Menurut Fery, empat raperda yang dibahas tim panitia khusus DPRD Kabupaten Madiun itu terkait Raperda tentang Pengelolaan Keuangan Daerah dan Raperda tentang Pengelolaan Rumah Susun.
Selain itu dibahas juga terkait raperda tentang Perubahan Kedua atas Peraturan Daerah Kabupaten Madiun Nomor 6 Tahun 2016 tentang Pembentukan dan Susunan Perangkat Daerah Kabupaten Madiun dan Raperda tentang Perubahan Ketiga atas Peraturan Daerah Kabupaten Madiun Nomor 1 Tahun 2015 tentang Desa.

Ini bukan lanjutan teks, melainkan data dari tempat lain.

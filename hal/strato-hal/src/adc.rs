//! ADC channel management
//!
//! The converter multiplexes 16 single-ended inputs. Channel selection is
//! split across two registers: the low three bits live in the multiplexer
//! register, the fourth selects the upper bank in control register B.

/// Number of single-ended input channels
pub const CHANNEL_COUNT: u8 = 16;

/// ADC channel identifier (0-15)
#[derive(Debug, Clone, Copy, PartialEq, Eq)]
#[cfg_attr(feature = "defmt", derive(defmt::Format))]
pub struct AdcChannel(u8);

impl AdcChannel {
    /// Create a channel, rejecting indices above 15
    pub const fn new(index: u8) -> Option<Self> {
        if index < CHANNEL_COUNT {
            Some(Self(index))
        } else {
            None
        }
    }

    /// Channel index
    pub const fn index(self) -> u8 {
        self.0
    }

    /// Low multiplexer bits (MUX2:0)
    pub const fn mux_bits(self) -> u8 {
        self.0 & 0b0000_0111
    }

    /// Whether the channel sits in the upper bank (8-15)
    pub const fn high_bank(self) -> bool {
        self.0 & 0b0000_1000 != 0
    }
}

/// Blocking ADC collaborator
pub trait AdcReader {
    /// Error type for conversions
    type Error;

    /// Set reference, clock prescaler and enable the converter
    fn configure(&mut self);

    /// Run one conversion and return the right-aligned sample
    fn read(&mut self, channel: AdcChannel) -> Result<u16, Self::Error>;
}

/// ADC register block
pub trait AdcRegisters {
    /// Multiplexer selection register (reference + MUX bits)
    fn mux(&self) -> u8;
    fn set_mux(&mut self, value: u8);

    /// Control and status register A (enable, start, prescaler)
    fn control_a(&self) -> u8;
    fn set_control_a(&mut self, value: u8);

    /// Control and status register B (upper bank select)
    fn control_b(&self) -> u8;
    fn set_control_b(&mut self, value: u8);

    /// Conversion result; implementations must read the low byte first
    fn result(&self) -> u16;
}
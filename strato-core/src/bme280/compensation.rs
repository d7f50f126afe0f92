//! Fixed-point compensation
//!
//! Integer formulas from the sensor datasheet (32-bit variant). The shift
//! and multiply order is part of the result: every intermediate is a
//! wrapping 32-bit operation, matching the datasheet code bit for bit.
//!
//! Pressure compensation needs the fine temperature from the same
//! measurement cycle. That value is only produced by
//! [`compensate_temperature`], so the order is enforced by the types.

use super::calibration::CalibrationParameters;

/// Fine-resolution temperature carried from temperature to pressure
/// compensation
#[derive(Debug, Clone, Copy, PartialEq, Eq)]
#[cfg_attr(feature = "defmt", derive(defmt::Format))]
pub struct TFine(i32);

impl TFine {
    /// Raw fine temperature value
    pub const fn value(self) -> i32 {
        self.0
    }

    #[cfg(test)]
    pub(crate) const fn from_raw(value: i32) -> Self {
        Self(value)
    }
}

/// Result of temperature compensation
#[derive(Debug, Clone, Copy, PartialEq, Eq)]
#[cfg_attr(feature = "defmt", derive(defmt::Format))]
pub struct Temperature {
    /// Temperature in centi-degrees Celsius (2508 = 25.08 °C)
    pub centi_celsius: i32,
    /// Input for pressure compensation of the same cycle
    pub t_fine: TFine,
}

/// Compensate a raw 20-bit temperature code
pub fn compensate_temperature(raw: u32, calib: &CalibrationParameters) -> Temperature {
    let adc = raw as i32;
    let t1 = calib.t1 as i32;
    let t2 = calib.t2 as i32;
    let t3 = calib.t3 as i32;

    let var1 = ((adc >> 3).wrapping_sub(t1 << 1)).wrapping_mul(t2) >> 11;
    let delta = (adc >> 4).wrapping_sub(t1);
    let var2 = ((delta.wrapping_mul(delta) >> 12).wrapping_mul(t3)) >> 14;

    let t_fine = var1.wrapping_add(var2);
    Temperature {
        centi_celsius: t_fine.wrapping_mul(5).wrapping_add(128) >> 8,
        t_fine: TFine(t_fine),
    }
}

/// Compensate a raw 20-bit pressure code, in Pa
///
/// Returns `None` when the calibration drives the denominator to zero.
pub fn compensate_pressure_checked(
    raw: u32,
    t_fine: TFine,
    calib: &CalibrationParameters,
) -> Option<u32> {
    let adc = raw as i32;

    let mut var1 = (t_fine.0 >> 1).wrapping_sub(64_000);
    let mut var2 = (((var1 >> 2).wrapping_mul(var1 >> 2)) >> 11).wrapping_mul(calib.p6 as i32);
    var2 = var2.wrapping_add(var1.wrapping_mul(calib.p5 as i32) << 1);
    var2 = (var2 >> 2).wrapping_add((calib.p4 as i32) << 16);
    var1 = ((((calib.p3 as i32).wrapping_mul(((var1 >> 2).wrapping_mul(var1 >> 2)) >> 13)) >> 3)
        .wrapping_add((calib.p2 as i32).wrapping_mul(var1) >> 1))
        >> 18;
    var1 = (32_768i32.wrapping_add(var1)).wrapping_mul(calib.p1 as i32) >> 15;

    if var1 == 0 {
        return None;
    }

    let mut p = (1_048_576i32.wrapping_sub(adc) as u32)
        .wrapping_sub((var2 >> 12) as u32)
        .wrapping_mul(3125);
    // Shift first while the top bit is clear, otherwise divide first so the
    // numerator does not lose its top bit.
    if p < 0x8000_0000 {
        p = (p << 1) / var1 as u32;
    } else {
        p = (p / var1 as u32).wrapping_mul(2);
    }

    let var1 = (calib.p9 as i32).wrapping_mul(((p >> 3).wrapping_mul(p >> 3) >> 13) as i32) >> 12;
    let var2 = ((p >> 2) as i32).wrapping_mul(calib.p8 as i32) >> 13;
    let correction = var1.wrapping_add(var2).wrapping_add(calib.p7 as i32) >> 4;

    Some((p as i32).wrapping_add(correction) as u32)
}

/// Compensate a raw 20-bit pressure code, in Pa
///
/// A zero denominator yields 0 Pa instead of dividing.
pub fn compensate_pressure(raw: u32, t_fine: TFine, calib: &CalibrationParameters) -> u32 {
    compensate_pressure_checked(raw, t_fine, calib).unwrap_or(0)
}

#[cfg(test)]
mod tests {
    use super::*;
    use proptest::prelude::*;

    const DATASHEET: CalibrationParameters = CalibrationParameters {
        t1: 27504,
        t2: 26435,
        t3: -1000,
        p1: 36477,
        p2: -10685,
        p3: 3024,
        p4: 2855,
        p5: 140,
        p6: -7,
        p7: 15500,
        p8: -14600,
        p9: 6000,
    };

    #[test]
    fn test_datasheet_temperature() {
        let temp = compensate_temperature(519_888, &DATASHEET);
        assert_eq!(temp.t_fine.value(), 128_422);
        assert_eq!(temp.centi_celsius, 2508);
    }

    #[test]
    fn test_below_freezing_stays_negative() {
        let temp = compensate_temperature(420_000, &DATASHEET);
        assert_eq!(temp.t_fine.value(), -32_397);
        assert_eq!(temp.centi_celsius, -633);
    }

    #[test]
    fn test_datasheet_pressure() {
        let temp = compensate_temperature(519_888, &DATASHEET);
        assert_eq!(compensate_pressure(415_148, temp.t_fine, &DATASHEET), 100_656);
    }

    #[test]
    fn test_zero_p1_hits_division_guard() {
        let calib = CalibrationParameters {
            p1: 0,
            ..DATASHEET
        };
        let temp = compensate_temperature(519_888, &calib);
        assert_eq!(compensate_pressure_checked(415_148, temp.t_fine, &calib), None);
        assert_eq!(compensate_pressure(415_148, temp.t_fine, &calib), 0);
    }

    #[test]
    fn test_all_zero_calibration_does_not_panic() {
        let calib = CalibrationParameters::default();
        let temp = compensate_temperature(0xF_FFFF, &calib);
        assert_eq!(temp.t_fine.value(), 0);
        assert_eq!(compensate_pressure(0xF_FFFF, temp.t_fine, &calib), 0);
    }

    #[test]
    fn test_pressure_depends_on_cycle_temperature() {
        let warm = compensate_temperature(519_888, &DATASHEET);
        let cold = compensate_temperature(480_000, &DATASHEET);
        assert_ne!(
            compensate_pressure(415_148, warm.t_fine, &DATASHEET),
            compensate_pressure(415_148, cold.t_fine, &DATASHEET)
        );
    }

    #[test]
    fn test_fine_temperature_passes_through() {
        let p = compensate_pressure(415_148, TFine::from_raw(128_422), &DATASHEET);
        assert_eq!(p, 100_656);
    }

    proptest! {
        #[test]
        fn prop_compensation_is_deterministic(
            raw_t in 0u32..=0xF_FFFF,
            raw_p in 0u32..=0xF_FFFF,
            t2 in any::<i16>(),
            p9 in any::<i16>(),
        ) {
            let calib = CalibrationParameters { t2, p9, ..DATASHEET };
            let a = compensate_temperature(raw_t, &calib);
            let b = compensate_temperature(raw_t, &calib);
            prop_assert_eq!(a, b);
            prop_assert_eq!(
                compensate_pressure_checked(raw_p, a.t_fine, &calib),
                compensate_pressure_checked(raw_p, b.t_fine, &calib)
            );
        }

        #[test]
        fn prop_guard_never_divides(raw_p in 0u32..=0xF_FFFF, t_fine in any::<i32>()) {
            let calib = CalibrationParameters { p1: 0, ..DATASHEET };
            prop_assert_eq!(compensate_pressure_checked(raw_p, TFine::from_raw(t_fine), &calib), None);
        }
    }
}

Fery mengatakan saat lima fraksi yakni PDIP, PKB, Nasdem, Demokrat Persatuan, Golkar Nurani Sejahtera dan Gerindra dalam pemandagan umumnya menyutujui usulan empat ranperda yang diajukan Bupati Madiun untuk dibahas lebih lanjut.

PIMPIN RAPAT—Ketua DPRD Kabupaten Madiun, Fery Sudarsono memimpin rapat paripurna membahas usulan raperda non APBD 2022 dari Pemkab Madiun.

Tak hanya itu, Fery juga mengharapkan pembahasan empat ranperda itu harus segera diselesaikan mengingat petunjuk mendagri harus segera ada perubahan.
Sementara itu Bupati Madiun, Ahmad Dawami dalam laporannya menjelaskan sebanyak empat ranperda non APBD diajukan pemerintah untuk dibahas legeslatif agar segera ditetapkan sebagai peraturan daerah.

Baca Juga  Bersama Dengan Basarnas, Komandan SSK Sosialisasikan Penanggulangan Bencana Alam.

Menurut pria yang akrab disapa Kaji Mbing itu menyatakan penyusunan empat ranperda itu sangat penting. Pasalnya ada perubahan peraturan dari pemerintah pusat . Untuk itu segera disesuaikan pemerintah daerah guna mewujudkan keselarasan regulasi di daerah.

Sementara itu Wakil Bupati Madiun , Hari Wuryanto menyampaikan terimakasih kepada legislatif yang sudah sependapat atas empat raperda yang diajukan eksekutif . Ia pun berharap hasil pembahasan raperda nanti sesuai dengan yang diharapkan semua pihak.

“Kami berharap hasilnya nanti sesuai dengan yang diharapkan bersama . Selain itu dapat memberikan pelayanan yang terbaik bagi masyarakat Kabupaten Madiun untuk mendongkrak tercapainya visi misi Kabupaten Madiun ,” demikian Hari.